Conspirou contra o salazarismo, foi protagonista de diversos episódios da resistência à ditadura. Após a Revolução dos Cravos tornou-se um dos primeiros embaixadores "políticos" do nosso regime democrático por decisão de Mário Soares, ministro dos Negócios Estrangeiros pós-25 de Abril, como muito bem lembra Francisco Seixas da Costa no seu blogue, Duas ou Três Coisas.

Tornou-se assim embaixador residente em Cuba, onde conheceu toda a elite do regime comunista, incluindo Fidel Castro, que biografou num  livro muito interessante, cheio de revelações sobre o tirano que governou a ilha com mão de ferro entre 1959 e 2006. As rotas da diplomacia levaram-no ainda a ser embaixador no México, Cabo Verde e Argentina.

Morreu ontem, aos 90 anos e com uma vida cheia. Mas quase toda a imprensa se esqueceu de assinalar o facto com o destaque que se impunha. Incluindo a mais antiga, precisamente a que tinha maior obrigação de avivar as memórias dos leitores. Por ironia, só no mais jovem título da nossa imprensa em papel - o diário i - encontrei um obituário digno do intelectual e do cidadão que Fernandes Fafe foi. Por ironia também, num texto de duas páginas (sem hiperligação disponível) assinado por Sebastião Bugalho, um dos mais jovens jornalistas políticos portugueses.

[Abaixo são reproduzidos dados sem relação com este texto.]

//! Per-run and per-owner fan-out queues feeding the SSE boundary (spec
//! §4.8, §5).
//!
//! Each queue has exactly one producer — the bus handler routing
//! `ui.events` or `command.result` — and one or more consumers driving an
//! HTTP response stream. Registration and routing share one lock per map
//! so a route can never race a concurrent register/unregister.

use std::collections::HashMap;

use parking_lot::RwLock;
use serde_json::Value;
use tokio::sync::mpsc;
use uuid::Uuid;

/// Per-run SSE queues, keyed by run id. A run's queue is removed once its
/// terminal `run_finished` event has been routed.
#[derive(Default)]
pub struct RunQueues {
    queues: RwLock<HashMap<String, mpsc::UnboundedSender<Value>>>,
}

impl RunQueues {
    pub fn new() -> Self {
        Self::default()
    }

    pub fn register(&self, run_id: impl Into<String>) -> mpsc::UnboundedReceiver<Value> {
        let (tx, rx) = mpsc::unbounded_channel();
        self.queues.write().insert(run_id.into(), tx);
        rx
    }

    /// Routes `event` to `run_id`'s queue, if one is still registered.
    pub fn route(&self, run_id: &str, event: Value) {
        if let Some(tx) = self.queues.read().get(run_id) {
            let _ = tx.send(event);
        }
    }

    pub fn unregister(&self, run_id: &str) {
        self.queues.write().remove(run_id);
    }
}

/// Per-owner persistent queues, keyed by owner key then connection id — an
/// owner may hold more than one open `/stream/{public_key}` connection at
/// once, each fed independently.
#[derive(Default)]
pub struct OwnerQueues {
    queues: RwLock<HashMap<String, HashMap<Uuid, mpsc::UnboundedSender<Value>>>>,
}

impl OwnerQueues {
    pub fn new() -> Self {
        Self::default()
    }

    pub fn register(&self, owner_key: impl Into<String>) -> (Uuid, mpsc::UnboundedReceiver<Value>) {
        let (tx, rx) = mpsc::unbounded_channel();
        let id = Uuid::new_v4();
        self.queues.write().entry(owner_key.into()).or_default().insert(id, tx);
        (id, rx)
    }

    /// Fans `event` out to every connection open for `owner_key`.
    pub fn route(&self, owner_key: &str, event: Value) {
        if let Some(conns) = self.queues.read().get(owner_key) {
            for tx in conns.values() {
                let _ = tx.send(event.clone());
            }
        }
    }

    pub fn unregister(&self, owner_key: &str, id: Uuid) {
        let mut queues = self.queues.write();
        if let Some(conns) = queues.get_mut(owner_key) {
            conns.remove(&id);
            if conns.is_empty() {
                queues.remove(owner_key);
            }
        }
    }
}

#[cfg(test)]
mod tests {
    use super::*;

    #[tokio::test]
    async fn run_queue_routes_only_to_its_own_run() {
        let queues = RunQueues::new();
        let mut rx = queues.register("run_1");
        queues.route("run_1", serde_json::json!({"x": 1}));
        queues.route("run_2", serde_json::json!({"x": 2}));
        assert_eq!(rx.recv().await, Some(serde_json::json!({"x": 1})));
    }

    #[tokio::test]
    async fn unregistered_run_drops_events_silently() {
        let queues = RunQueues::new();
        queues.route("run_ghost", serde_json::json!({"x": 1}));
    }

    #[tokio::test]
    async fn owner_queue_fans_out_to_every_open_connection() {
        let queues = OwnerQueues::new();
        let (_id1, mut rx1) = queues.register("0xabc");
        let (_id2, mut rx2) = queues.register("0xabc");
        queues.route("0xabc", serde_json::json!({"e": 1}));
        assert_eq!(rx1.recv().await, Some(serde_json::json!({"e": 1})));
        assert_eq!(rx2.recv().await, Some(serde_json::json!({"e": 1})));
    }

    #[tokio::test]
    async fn unregister_removes_only_that_connection() {
        let queues = OwnerQueues::new();
        let (id1, _rx1) = queues.register("0xabc");
        let (_id2, mut rx2) = queues.register("0xabc");
        queues.unregister("0xabc", id1);
        queues.route("0xabc", serde_json::json!({"e": 1}));
        assert_eq!(rx2.recv().await, Some(serde_json::json!({"e": 1})));
    }
}
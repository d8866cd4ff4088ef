mod api;
mod learning;
mod queues;
mod routing;
mod state;

use std::path::{Path, PathBuf};
use std::sync::Arc;

use anyhow::Context;
use axum::http::{HeaderValue, Method};
use clap::{Parser, Subcommand};
use nx_bus::Bus;
use nx_context::ToolCatalogFn;
use nx_domain::config::{Config, ConfigSeverity, CorsConfig};
use nx_identity::IdentityService;
use nx_llm::ProviderRegistry;
use nx_store::MessageStore;
use nx_tools::{ClockTool, EchoTool, ToolRegistry};
use tower_http::cors::{AllowOrigin, CorsLayer};
use tracing_subscriber::EnvFilter;

use crate::queues::{OwnerQueues, RunQueues};
use crate::state::AppState;

#[derive(Parser)]
#[command(name = "nexus", about = "NEXUS conversational-AI orchestrator gateway")]
struct Cli {
    /// Path to the TOML configuration file.
    #[arg(long, global = true, default_value = "config.toml")]
    config: PathBuf,
    /// Directory for identity records and the message log.
    #[arg(long, global = true, default_value = "./data")]
    data_dir: PathBuf,
    #[command(subcommand)]
    command: Option<Command>,
}

#[derive(Subcommand)]
enum Command {
    /// Start the gateway server (default).
    Serve,
    /// Validate configuration and report readiness without starting.
    Doctor,
    #[command(subcommand)]
    Config(ConfigCommand),
    /// Print the crate version.
    Version,
}

#[derive(Subcommand)]
enum ConfigCommand {
    /// Validate config.toml and report issues.
    Validate,
    /// Print the resolved configuration as JSON.
    Show,
}

#[tokio::main]
async fn main() -> anyhow::Result<()> {
    let cli = Cli::parse();

    match cli.command.unwrap_or(Command::Serve) {
        Command::Serve => {
            init_tracing();
            let config = load_config(&cli.config)?;
            run_server(Arc::new(config), cli.data_dir).await
        }
        Command::Doctor => {
            let config = load_config(&cli.config)?;
            report_validation(&config)
        }
        Command::Config(ConfigCommand::Validate) => {
            let config = load_config(&cli.config)?;
            report_validation(&config)
        }
        Command::Config(ConfigCommand::Show) => {
            let config = load_config(&cli.config)?;
            println!("{}", serde_json::to_string_pretty(&config)?);
            Ok(())
        }
        Command::Version => {
            println!("nexus {}", env!("CARGO_PKG_VERSION"));
            Ok(())
        }
    }
}

fn load_config(path: &Path) -> anyhow::Result<Config> {
    match std::fs::read_to_string(path) {
        Ok(source) => Config::load_from_toml(&source).with_context(|| format!("parsing {}", path.display())),
        Err(e) if e.kind() == std::io::ErrorKind::NotFound => {
            tracing::warn!(path = %path.display(), "config file not found, using defaults");
            Ok(Config::default())
        }
        Err(e) => Err(e).with_context(|| format!("reading {}", path.display())),
    }
}

fn report_validation(config: &Config) -> anyhow::Result<()> {
    let issues = config.validate();
    for issue in &issues {
        println!("{issue}");
    }
    let errors = issues.iter().filter(|i| i.severity == ConfigSeverity::Error).count();
    if errors > 0 {
        std::process::exit(1);
    }
    println!("config OK ({} warning(s))", issues.len());
    Ok(())
}

fn init_tracing() {
    tracing_subscriber::fmt()
        .with_env_filter(EnvFilter::try_from_default_env().unwrap_or_else(|_| EnvFilter::new("info,nx_gateway=debug")))
        .json()
        .init();
}

async fn run_server(config: Arc<Config>, data_dir: PathBuf) -> anyhow::Result<()> {
    tracing::info!("NEXUS gateway starting");

    let issues = config.validate();
    for issue in &issues {
        match issue.severity {
            ConfigSeverity::Warning => tracing::warn!("config: {issue}"),
            ConfigSeverity::Error => tracing::error!("config: {issue}"),
        }
    }
    if issues.iter().any(|i| i.severity == ConfigSeverity::Error) {
        anyhow::bail!("config validation failed with {} error(s)", issues.iter().filter(|i| i.severity == ConfigSeverity::Error).count());
    }

    std::fs::create_dir_all(&data_dir).context("creating data directory")?;

    let bus = Bus::new();

    let identity = Arc::new(IdentityService::new(data_dir.join("identities")));
    let store = Arc::new(MessageStore::new(data_dir.join("messages.jsonl")));
    nx_store::register(&bus, store.clone());

    let tools = Arc::new(ToolRegistry::new());
    tools.register(Arc::new(EchoTool));
    tools.register(Arc::new(ClockTool));
    nx_tools::register(&bus, tools.clone());
    tracing::info!(tools = tools.snapshot().len(), "tool registry ready");

    let tool_catalog: ToolCatalogFn = {
        let tools = tools.clone();
        Arc::new(move || tools.snapshot())
    };
    nx_context::register(&bus, identity.clone(), store.clone(), tool_catalog, config.memory.history_context_size as usize);

    let llm = Arc::new(ProviderRegistry::from_config(&config.llm).context("initializing LLM providers")?);
    if llm.is_empty() {
        tracing::warn!("no LLM providers initialized — /chat will surface provider errors until credentials are configured");
    } else {
        tracing::info!(providers = llm.len(), "LLM provider registry ready");
    }
    nx_llm::register(&bus, llm.clone());

    let active_runs = nx_orchestrator::register(&bus, identity.clone(), config.clone());

    learning::register(&bus, identity.clone(), store.clone(), llm.clone(), config.clone());

    let run_queues = Arc::new(RunQueues::new());
    let owner_queues = Arc::new(OwnerQueues::new());
    routing::register(&bus, run_queues.clone(), owner_queues.clone());

    bus.run_forever();

    let state = AppState {
        config: config.clone(),
        bus,
        identity,
        store,
        active_runs,
        run_queues,
        owner_queues,
    };

    let cors_layer = build_cors_layer(&config.server.cors);

    let max_concurrent = std::env::var("NX_MAX_CONCURRENT_REQUESTS").ok().and_then(|v| v.parse::<usize>().ok()).unwrap_or(256);
    tracing::info!(max_concurrent, "concurrency limit set");

    let governor_layer = config.server.rate_limit.as_ref().map(|rl| {
        use tower_governor::governor::GovernorConfigBuilder;
        use tower_governor::GovernorLayer;

        let gov_config = GovernorConfigBuilder::default()
            .per_second(rl.requests_per_second)
            .burst_size(rl.burst_size)
            .finish()
            .expect("rate_limit: requests_per_second and burst_size must be > 0");

        tracing::info!(requests_per_second = rl.requests_per_second, burst_size = rl.burst_size, "per-IP rate limiting enabled");

        GovernorLayer { config: std::sync::Arc::new(gov_config) }
    });
    if governor_layer.is_none() {
        tracing::info!("per-IP rate limiting disabled (no [server.rate_limit] in config)");
    }

    let router = api::router(state.clone()).layer(cors_layer).layer(tower::limit::ConcurrencyLimitLayer::new(max_concurrent));
    let app = if let Some(gov) = governor_layer {
        router.layer(gov).with_state(state)
    } else {
        router.with_state(state)
    };

    let addr = format!("{}:{}", config.server.host, config.server.port);
    let listener = tokio::net::TcpListener::bind(&addr).await.with_context(|| format!("binding to {addr}"))?;

    tracing::info!(addr = %addr, "NEXUS gateway listening");

    axum::serve(listener, app).await.context("axum server error")?;

    Ok(())
}

/// Builds a [`CorsLayer`] from the configured allowed origins. Origins may
/// end in `:*` to match any port on that host; a literal `"*"` allows all
/// origins.
fn build_cors_layer(cors: &CorsConfig) -> CorsLayer {
    use axum::http::header;

    if cors.allowed_origins.len() == 1 && cors.allowed_origins[0] == "*" {
        tracing::warn!("CORS configured with wildcard \"*\" — all origins allowed");
        return CorsLayer::new()
            .allow_origin(tower_http::cors::Any)
            .allow_methods([Method::GET, Method::POST, Method::PUT, Method::DELETE, Method::OPTIONS])
            .allow_headers([header::CONTENT_TYPE, header::AUTHORIZATION]);
    }

    let mut exact: Vec<HeaderValue> = Vec::new();
    let mut wildcard_prefixes: Vec<String> = Vec::new();

    for origin in &cors.allowed_origins {
        if origin.ends_with(":*") {
            wildcard_prefixes.push(origin.trim_end_matches('*').to_owned());
        } else if let Ok(hv) = origin.parse::<HeaderValue>() {
            exact.push(hv);
        } else {
            tracing::warn!(origin = %origin, "invalid CORS origin, skipping");
        }
    }

    let allow_origin = if wildcard_prefixes.is_empty() {
        AllowOrigin::list(exact)
    } else {
        AllowOrigin::predicate(move |origin, _| {
            let origin_str = origin.to_str().unwrap_or("");
            if exact.iter().any(|e| e.as_bytes() == origin.as_bytes()) {
                return true;
            }
            wildcard_prefixes.iter().any(|prefix| {
                origin_str
                    .strip_prefix(prefix.as_str())
                    .map(|port| !port.is_empty() && port.chars().all(|c| c.is_ascii_digit()))
                    .unwrap_or(false)
            })
        })
    };

    CorsLayer::new()
        .allow_origin(allow_origin)
        .allow_methods([Method::GET, Method::POST, Method::PUT, Method::DELETE, Method::OPTIONS])
        .allow_headers([header::CONTENT_TYPE, header::AUTHORIZATION])
        .allow_credentials(true)
}
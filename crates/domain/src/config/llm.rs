use serde::{Deserialize, Serialize};
use std::collections::HashMap;

// ━━━━━━━━━━━━━━━━━━━━━━━━━━━━━━━━━━━━━━━━━━━━━━━━━━━━━━━━━━━━━━━━━━
// LLM provider system
// ━━━━━━━━━━━━━━━━━━━━━━━━━━━━━━━━━━━━━━━━━━━━━━━━━━━━━━━━━━━━━━━━━━
//
// Keys: `llm.providers.<id>.{api_key,base_url,model}` and
// `llm.catalog.<model_name>.{provider,id}`. A catalog entry is a friendly
// name resolving to a provider id plus that provider's model id, so the
// Orchestrator/LLM Service can be configured with "gpt-4o" instead of
// repeating provider wiring per call site.

#[derive(Debug, Clone, Serialize, Deserialize)]
pub struct LlmConfig {
    #[serde(default = "d_20000u")]
    pub default_timeout_ms: u64,
    #[serde(default = "d_2")]
    pub max_retries: u32,
    /// Abort startup when no providers initialize.
    #[serde(default)]
    pub startup_policy: LlmStartupPolicy,
    /// Registered LLM providers, keyed by provider id.
    #[serde(default)]
    pub providers: HashMap<String, ProviderConfig>,
    /// Friendly model name -> (provider id, provider-side model id).
    #[serde(default)]
    pub catalog: HashMap<String, CatalogEntry>,
}

impl Default for LlmConfig {
    fn default() -> Self {
        Self {
            default_timeout_ms: 20_000,
            max_retries: 2,
            startup_policy: LlmStartupPolicy::AllowNone,
            providers: HashMap::new(),
            catalog: HashMap::new(),
        }
    }
}

/// Controls how the gateway handles LLM provider initialization at startup.
#[derive(Debug, Clone, Copy, PartialEq, Eq, Serialize, Deserialize, Default)]
#[serde(rename_all = "snake_case")]
pub enum LlmStartupPolicy {
    /// Gateway boots even if no LLM providers initialize; LLM endpoints
    /// surface a Provider error until credentials are configured.
    #[default]
    AllowNone,
    /// Abort startup if no LLM providers successfully initialize.
    RequireOne,
}

#[derive(Debug, Clone, Serialize, Deserialize)]
pub struct ProviderConfig {
    #[serde(default)]
    pub api_key: Option<String>,
    pub base_url: String,
    #[serde(default)]
    pub model: Option<String>,
}

#[derive(Debug, Clone, Serialize, Deserialize)]
pub struct CatalogEntry {
    pub provider: String,
    pub id: String,
}

// ── serde default helpers ───────────────────────────────────────────

fn d_20000u() -> u64 {
    20_000
}
fn d_2() -> u32 {
    2
}
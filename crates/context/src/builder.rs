use chrono::{DateTime, Utc};
use nx_domain::tool::{Message, ToolDefinition};

use crate::time::derive_local_time;
use crate::truncation::truncate_shared_memory;

const CORE_IDENTITY: &str = "\
You are Nexus, a conversational AI orchestrator. The context below is \
organized into tagged sections — [CAPABILITIES], [SHARED_MEMORY], \
[FRIENDS_INFO], and [THIS_MOMENT] — that ground your reply in the tools \
available to you, recent conversation history, the person you're speaking \
with, and the current moment. Always match the human's language.";

/// One prior conversation turn, already filtered down to HUMAN/AI roles and
/// ordered chronologically (oldest first) by the caller.
#[derive(Debug, Clone)]
pub struct HistoryEntry {
    pub timestamp: DateTime<Utc>,
    pub role: HistoryRole,
    pub content: String,
}

#[derive(Debug, Clone, Copy, PartialEq, Eq)]
pub enum HistoryRole {
    Human,
    Ai,
}

impl HistoryRole {
    fn label(self) -> &'static str {
        match self {
            Self::Human => "Human",
            Self::Ai => "Nexus",
        }
    }
}

/// The inputs needed to assemble the five-message prompt, already resolved
/// by the service layer (history fetched, tools snapshotted, profile and
/// clock fields pulled from the run).
pub struct ContextInputs<'a> {
    pub history: &'a [HistoryEntry],
    pub tools: &'a [ToolDefinition],
    pub friends_profile: Option<&'a str>,
    pub member_since: Option<&'a str>,
    pub client_timestamp_utc: Option<DateTime<Utc>>,
    pub client_timezone_offset: i64,
    pub human_input: &'a str,
}

/// Builds the exact five-message sequence (spec §4.4) consumed by the LLM.
pub fn build(inputs: &ContextInputs<'_>) -> Vec<Message> {
    vec![
        Message::system(CORE_IDENTITY),
        Message::user(render_capabilities(inputs.tools)),
        Message::user(render_shared_memory(inputs.history)),
        Message::user(render_friends_info(inputs.friends_profile, inputs.member_since)),
        Message::user(render_this_moment(
            inputs.client_timestamp_utc,
            inputs.client_timezone_offset,
            inputs.human_input,
        )),
    ]
}

fn render_capabilities(tools: &[ToolDefinition]) -> String {
    if tools.is_empty() {
        return "[CAPABILITIES]\nNo tools available.".to_string();
    }
    let mut body = String::new();
    for tool in tools {
        body.push_str(&format!("- {}: {}\n", tool.name, tool.description));
        let properties = tool
            .parameters
            .get("properties")
            .and_then(|v| v.as_object());
        let required: Vec<&str> = tool
            .parameters
            .get("required")
            .and_then(|v| v.as_array())
            .map(|a| a.iter().filter_map(|v| v.as_str()).collect())
            .unwrap_or_default();
        if let Some(properties) = properties {
            for (param_name, schema) in properties {
                let annotation = if required.contains(&param_name.as_str()) {
                    "required"
                } else {
                    "optional"
                };
                let ty = schema.get("type").and_then(|v| v.as_str()).unwrap_or("any");
                body.push_str(&format!("    {param_name} ({annotation}, {ty})\n"));
            }
        }
    }
    format!("[CAPABILITIES]\n{}", body.trim_end())
}

fn render_shared_memory(history: &[HistoryEntry]) -> String {
    let count = history.len();
    let header = format!("[SHARED_MEMORY count={count}]\nRecent conversation memory:\n\n");
    if history.is_empty() {
        return format!("{header}(No previous conversations yet)");
    }
    let mut body = String::new();
    for entry in history {
        let content = truncate_shared_memory(&entry.content);
        body.push_str(&format!(
            "[{}] {}: {}\n",
            entry.timestamp.format("%Y-%m-%d %H:%M"),
            entry.role.label(),
            content
        ));
    }
    format!("{header}{}", body.trim_end())
}

fn render_friends_info(friends_profile: Option<&str>, member_since: Option<&str>) -> String {
    let header = "[FRIENDS_INFO]\nAbout this friend:\n\n";
    let body = match (friends_profile, member_since) {
        (Some(profile), _) if !profile.is_empty() => profile.to_string(),
        (_, Some(since)) => format!("Member since: {since}"),
        _ => "(Still learning about this friend's preferences)".to_string(),
    };
    format!("{header}{body}")
}

fn render_this_moment(
    client_timestamp_utc: Option<DateTime<Utc>>,
    client_timezone_offset: i64,
    human_input: &str,
) -> String {
    let current_time_line = client_timestamp_utc
        .map(|ts| {
            format!(
                "<current_time>{}</current_time>\n",
                derive_local_time(ts, client_timezone_offset)
            )
        })
        .unwrap_or_default();
    format!("[THIS_MOMENT]\n{current_time_line}<human_input>\n{human_input}\n</human_input>")
}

Os restantes, lamentavelmente, fizeram de conta que não sabiam. Ou não sabiam mesmo, num dia em que os cinco jornais generalistas concederam nada menos de 24 páginas a noticiário avulso sobre futebol.

A crise do jornalismo, de que tanto se fala, tem muito a ver com estas omissões. Cada uma delas é grave. Todas somadas, tornam-se imperdoáveis.